Ce que l’on va reprocher, en effet, dès le début, à ces artistes, qui ont abandonné le figuratif et le surréalisme, c’est leur travail incompréhensible et leurs tableaux qui ne « représentent » rien. Jusqu’aux noms de baptême : « Number 8, 1949 » ou « Mural » ou « Number 30, 1950 » (connu sous l’autre nom de « Autumn Rhythm »)... Mais eux, ils disaient : « La vraie question n’est pas d’expliquer les tableaux mais de savoir si les idées qu’ils véhiculent ont une signification » (lettre au New York Times, 1943) (page 58). Ils recherchaient « une interaction entre l’artiste, son matériau et la surface plane de son support ». « Désormais ce qui naissait sur la toile n’était plus une image mais un événement » (page 59). « ... La peinture abstraite était abstraite et elle vous confrontait avec vous-même ». « Pour Jackson Pollock, la peinture est un voyage intime dont seule peut-être la psychanalyse est apte à rendre compte. Précisément, le tableau sur lequel il travaille s’inspirera des théories de Carl Jung dont il s’est toujours senti proche. Mais il aspire aussi à convoquer l’esprit chamanique » (page 80). « Associer symboles et hallucinations constituera la voie ultime, l’écho parfait de son divorce intérieur qui ne tranche pas entre la représentation et l’expérience intime » (page 81).

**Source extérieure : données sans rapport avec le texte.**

//! Core data models shared by the segmenter, the index, and the app crate.

use serde::{Deserialize, Serialize};
use sha2::{Digest, Sha256};

/// Where a [`Document`]'s text came from.
#[derive(Debug, Clone, Copy, PartialEq, Eq, Serialize, Deserialize)]
#[serde(rename_all = "lowercase")]
pub enum SourceKind {
    /// An uploaded file (PDF, DOCX, plain text).
    File,
    /// A video transcript.
    Video,
    /// Raw pasted text.
    Text,
}

impl std::fmt::Display for SourceKind {
    fn fmt(&self, f: &mut std::fmt::Formatter<'_>) -> std::fmt::Result {
        match self {
            SourceKind::File => write!(f, "file"),
            SourceKind::Video => write!(f, "video"),
            SourceKind::Text => write!(f, "text"),
        }
    }
}

/// Extracted text plus its source metadata. Immutable once built.
#[derive(Debug, Clone, PartialEq, Eq, Serialize, Deserialize)]
pub struct Document {
    /// Filename, or `Video_<id>` for transcripts.
    pub name: String,
    pub source: SourceKind,
    pub text: String,
}

impl Document {
    pub fn new(name: impl Into<String>, source: SourceKind, text: impl Into<String>) -> Self {
        Self {
            name: name.into(),
            source,
            text: text.into(),
        }
    }
}

/// A bounded segment of a document's text.
///
/// `offset` and all lengths are counted in characters (Unicode scalar
/// values), not bytes.
#[derive(Debug, Clone, PartialEq, Eq, Serialize, Deserialize)]
pub struct Chunk {
    /// Zero-based position in the segment sequence.
    pub index: usize,
    /// Character offset of the first character within the source text.
    pub offset: usize,
    pub text: String,
    /// SHA-256 hex digest of `text`.
    pub hash: String,
}

impl Chunk {
    pub fn new(index: usize, offset: usize, text: impl Into<String>) -> Self {
        let text = text.into();
        let hash = content_hash(&text);
        Self {
            index,
            offset,
            text,
            hash,
        }
    }

    /// Length in characters.
    pub fn char_len(&self) -> usize {
        self.text.chars().count()
    }
}

/// SHA-256 hex digest of a string.
pub fn content_hash(text: &str) -> String {
    let mut hasher = Sha256::new();
    hasher.update(text.as_bytes());
    format!("{:x}", hasher.finalize())
}

/// Speaker of a chat message.
#[derive(Debug, Clone, Copy, PartialEq, Eq, Serialize, Deserialize)]
#[serde(rename_all = "lowercase")]
pub enum ChatRole {
    User,
    Assistant,
}

/// One entry of a unit's chat transcript.
///
/// Serializes as `{"role": "user"|"assistant", "content": "..."}`.
#[derive(Debug, Clone, PartialEq, Eq, Serialize, Deserialize)]
pub struct ChatMessage {
    pub role: ChatRole,
    pub content: String,
}

impl ChatMessage {
    pub fn user(content: impl Into<String>) -> Self {
        Self {
            role: ChatRole::User,
            content: content.into(),
        }
    }

    pub fn assistant(content: impl Into<String>) -> Self {
        Self {
            role: ChatRole::Assistant,
            content: content.into(),
        }
    }
}

#[cfg(test)]
mod tests {
    use super::*;

    #[test]
    fn chunk_hash_is_sha256_of_text() {
        let chunk = Chunk::new(0, 0, "hello");
        assert_eq!(
            chunk.hash,
            "2cf24dba5fb0a30e26e83b2ac5b9e29e1b161e5c1fa7425e73043362938b9824"
        );
    }

    #[test]
    fn chat_message_wire_shape() {
        let msg = ChatMessage::assistant("hi");
        let json = serde_json::to_string(&msg).unwrap();
        assert_eq!(json, r#"{"role":"assistant","content":"hi"}"#);

        let back: ChatMessage = serde_json::from_str(r#"{"role":"user","content":"q"}"#).unwrap();
        assert_eq!(back, ChatMessage::user("q"));
    }

    #[test]
    fn char_len_counts_scalars() {
        assert_eq!(Chunk::new(0, 0, "héllo").char_len(), 5);
    }
}
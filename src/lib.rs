//! # MindForge
//!
//! A local-first study assistant. Units (study projects) collect uploaded
//! documents and video transcripts; each analysis produces a summary, a
//! concept map, and an embedding index that backs retrieval-augmented chat.
//!
//! ## Architecture
//!
//! ```text
//! ┌──────────────┐   ┌──────────────┐   ┌────────────────┐
//! │ extract /    │──▶│ segment +    │──▶│ <unit>/        │
//! │ transcript   │   │ embed index  │   │ vector_index/  │
//! └──────────────┘   └──────┬───────┘   └───────┬────────┘
//!                           │                   │
//!                           ▼                   ▼
//!                    ┌────────────┐      ┌─────────────┐
//!                    │ summary /  │      │ Responder   │
//!                    │ map / quiz │      │ (RAG chat)  │
//!                    └────────────┘      └─────────────┘
//! ```
//!
//! Algorithms live in the `mindforge-core` crate; this crate adds the
//! HTTP providers, persistence, sessions, and the `mindforge` CLI.
//!
//! ## Modules
//!
//! | Module | Purpose |
//! |--------|---------|
//! | [`config`] | TOML configuration and credential checks |
//! | [`embedding`] | OpenAI / Ollama embedding providers |
//! | [`completion`] | OpenAI-compatible completion provider |
//! | [`http`] | Retry and backoff for provider calls |
//! | [`extract`] | PDF / DOCX / text extraction |
//! | [`transcript`] | Video URLs and caption files |
//! | [`units`] | Unit registry, notes, chat, analysis files |
//! | [`index_store`] | Saving and loading embedding indexes |
//! | [`session`] | Open-unit state and the analyze / ask operations |
//! | [`fsutil`] | Atomic writes and retrying directory removal |

pub mod chat;
pub mod completion;
pub mod config;
pub mod embedding;
pub mod extract;
pub mod fsutil;
pub mod http;
pub mod index_store;
pub mod ingest;
pub mod search;
pub mod session;
pub mod study_cmd;
pub mod transcript;
pub mod unit_cmd;
pub mod units;
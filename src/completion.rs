//! Completion provider implementations.
//!
//! - **[`DisabledCompleter`]**: always unavailable.
//! - **[`OpenAICompleter`]**: `POST {url}/chat/completions` on any
//!   OpenAI-compatible API (OpenAI itself, or Ollama's `/v1` endpoint).

use anyhow::{bail, Result};
use async_trait::async_trait;
use mindforge_core::rag::{CompletionError, CompletionProvider};

use crate::config::CompletionConfig;
use crate::http::{self, HttpError};

const OPENAI_DEFAULT_URL: &str = "https://api.openai.com/v1";

impl From<HttpError> for CompletionError {
    fn from(e: HttpError) -> Self {
        match e {
            HttpError::Unavailable(msg) => CompletionError::Unavailable(msg),
            HttpError::Decode(msg) => CompletionError::Malformed(msg),
        }
    }
}

pub struct DisabledCompleter;

#[async_trait]
impl CompletionProvider for DisabledCompleter {
    fn model_name(&self) -> &str {
        "disabled"
    }
    async fn complete(&self, _prompt: &str) -> Result<String, CompletionError> {
        Err(CompletionError::Unavailable(
            "completion provider is disabled".to_string(),
        ))
    }
}

/// Chat-completions client. Each prompt is sent as a single user message.
pub struct OpenAICompleter {
    model: String,
    temperature: f32,
    url: String,
    api_key_env: String,
    max_retries: u32,
    client: reqwest::Client,
}

impl OpenAICompleter {
    pub fn new(config: &CompletionConfig) -> Result<Self> {
        Ok(Self {
            model: config.model.clone(),
            temperature: config.temperature,
            url: config
                .url
                .clone()
                .unwrap_or_else(|| OPENAI_DEFAULT_URL.to_string()),
            api_key_env: config.api_key_env.clone(),
            max_retries: config.max_retries,
            client: http::client(config.timeout_secs)?,
        })
    }
}

#[async_trait]
impl CompletionProvider for OpenAICompleter {
    fn model_name(&self) -> &str {
        &self.model
    }

    async fn complete(&self, prompt: &str) -> Result<String, CompletionError> {
        let api_key = http::api_key(&self.api_key_env).ok_or_else(|| {
            CompletionError::Unavailable(format!("{} not set", self.api_key_env))
        })?;
        let body = serde_json::json!({
            "model": self.model,
            "temperature": self.temperature,
            "messages": [{"role": "user", "content": prompt}],
        });
        let json = http::post_json(
            &self.client,
            &format!("{}/chat/completions", self.url.trim_end_matches('/')),
            Some(&api_key),
            &body,
            self.max_retries,
            "OpenAI",
        )
        .await?;
        parse_chat_response(&json)
    }
}

/// Extract `choices[0].message.content`.
fn parse_chat_response(json: &serde_json::Value) -> Result<String, CompletionError> {
    json.pointer("/choices/0/message/content")
        .and_then(|c| c.as_str())
        .map(str::to_string)
        .ok_or_else(|| CompletionError::Malformed("missing choices[0].message.content".to_string()))
}

/// Create the [`CompletionProvider`] named by `config.provider`.
pub fn create_completer(config: &CompletionConfig) -> Result<Box<dyn CompletionProvider>> {
    match config.provider.as_str() {
        "disabled" => Ok(Box::new(DisabledCompleter)),
        "openai" => Ok(Box::new(OpenAICompleter::new(config)?)),
        other => bail!("Unknown completion provider: {}", other),
    }
}

#[cfg(test)]
mod tests {
    use super::*;

    #[test]
    fn parses_first_choice() {
        let json = serde_json::json!({
            "choices": [{"message": {"role": "assistant", "content": "  Mitochondria.\n"}}]
        });
        assert_eq!(parse_chat_response(&json).unwrap(), "  Mitochondria.\n");
    }

    #[test]
    fn missing_choices_is_malformed() {
        let err = parse_chat_response(&serde_json::json!({"choices": []})).unwrap_err();
        assert!(matches!(err, CompletionError::Malformed(_)));
    }

    #[tokio::test]
    async fn disabled_completer_is_unavailable() {
        assert!(DisabledCompleter.complete("hi").await.is_err());
    }

    #[test]
    fn factory_dispatches_on_provider() {
        let mut config = CompletionConfig::default();
        assert_eq!(create_completer(&config).unwrap().model_name(), "gpt-3.5-turbo");
        config.provider = "disabled".to_string();
        assert_eq!(create_completer(&config).unwrap().model_name(), "disabled");
    }
}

M’étant arrêté, comme beaucoup de gens, en fait de peinture, aux impressionnistes (nuançons : si le musée Picasso d’Antibes m’a laissé de marbre, et même m’a rapidement lassé, je me souviens avoir pris un certain plaisir à contempler les toiles expressionnistes de l'Alte Nationalgalerie de l’Île aux musées à Berlin), je ne chercherai pas ici à argumenter ni même à commenter le « fait artistique » représenté par l’avènement de la nouvelle peinture à New York, juste avant la Seconde Guerre mondiale. Mais cela ne diminue en rien l’intérêt du livre de C. Bru, intérêt tant documentaire qu’historique. Revenons-y donc...

D’ailleurs il n’y a pas que la peinture dans son livre car trois thèmes « sociologiques » le parcourent (est-ce une concession à l’air du temps, celui de 2023 ?) : le chauvinisme (pour ne pas dire le nationalisme) de ces artistes et de leurs soutiens, qui veulent à toutes forces « oublier l’Europe » ; l’effacement des femmes (pour ne pas dire le poids du patriarcat), qui sont cantonnés au rôle d’égérie, de compagne ou de secrétaire de ces peintres déchaînés à réussir (c’est le cas de Lee Krasner, qui est une artiste authentique et qui a mis entre parenthèses sa propre carrière ; ce n’est pas vrai pour Betty Parsons, qui fait la pluie et le beau temps dans sa galerie) ; et enfin la passion sans réciprocité de Sam pour Frank, qui n’apporte rien au récit (mais qui garde la trace de l’homosexualité réelle et assumée du jeune poète).

Cédric Bru développe longuement le « cas Krasner » tout au long du livre ; il qualifie sa conduite de « sapiosexuelle » (dont Wikipedia nous dit ceci : « c’est une préférence sexuelle. Une personne sapiosexuelle est une personne qui est attirée par quelqu'un en fonction de son intelligence et non pas de son apparence physique. L’origine provient d’un mouvement entamé depuis les années 1990, autour de la théorie queer. Le terme a été inventé par un blogueur en 1998 ». Comme on le voit, notre auteur est pris ici en flagrant délit d’anachronisme...) (page 146). Déjà, page 94, il avait qualifié de misogyne l’assertion « Derrière chaque grand homme se cache une femme ».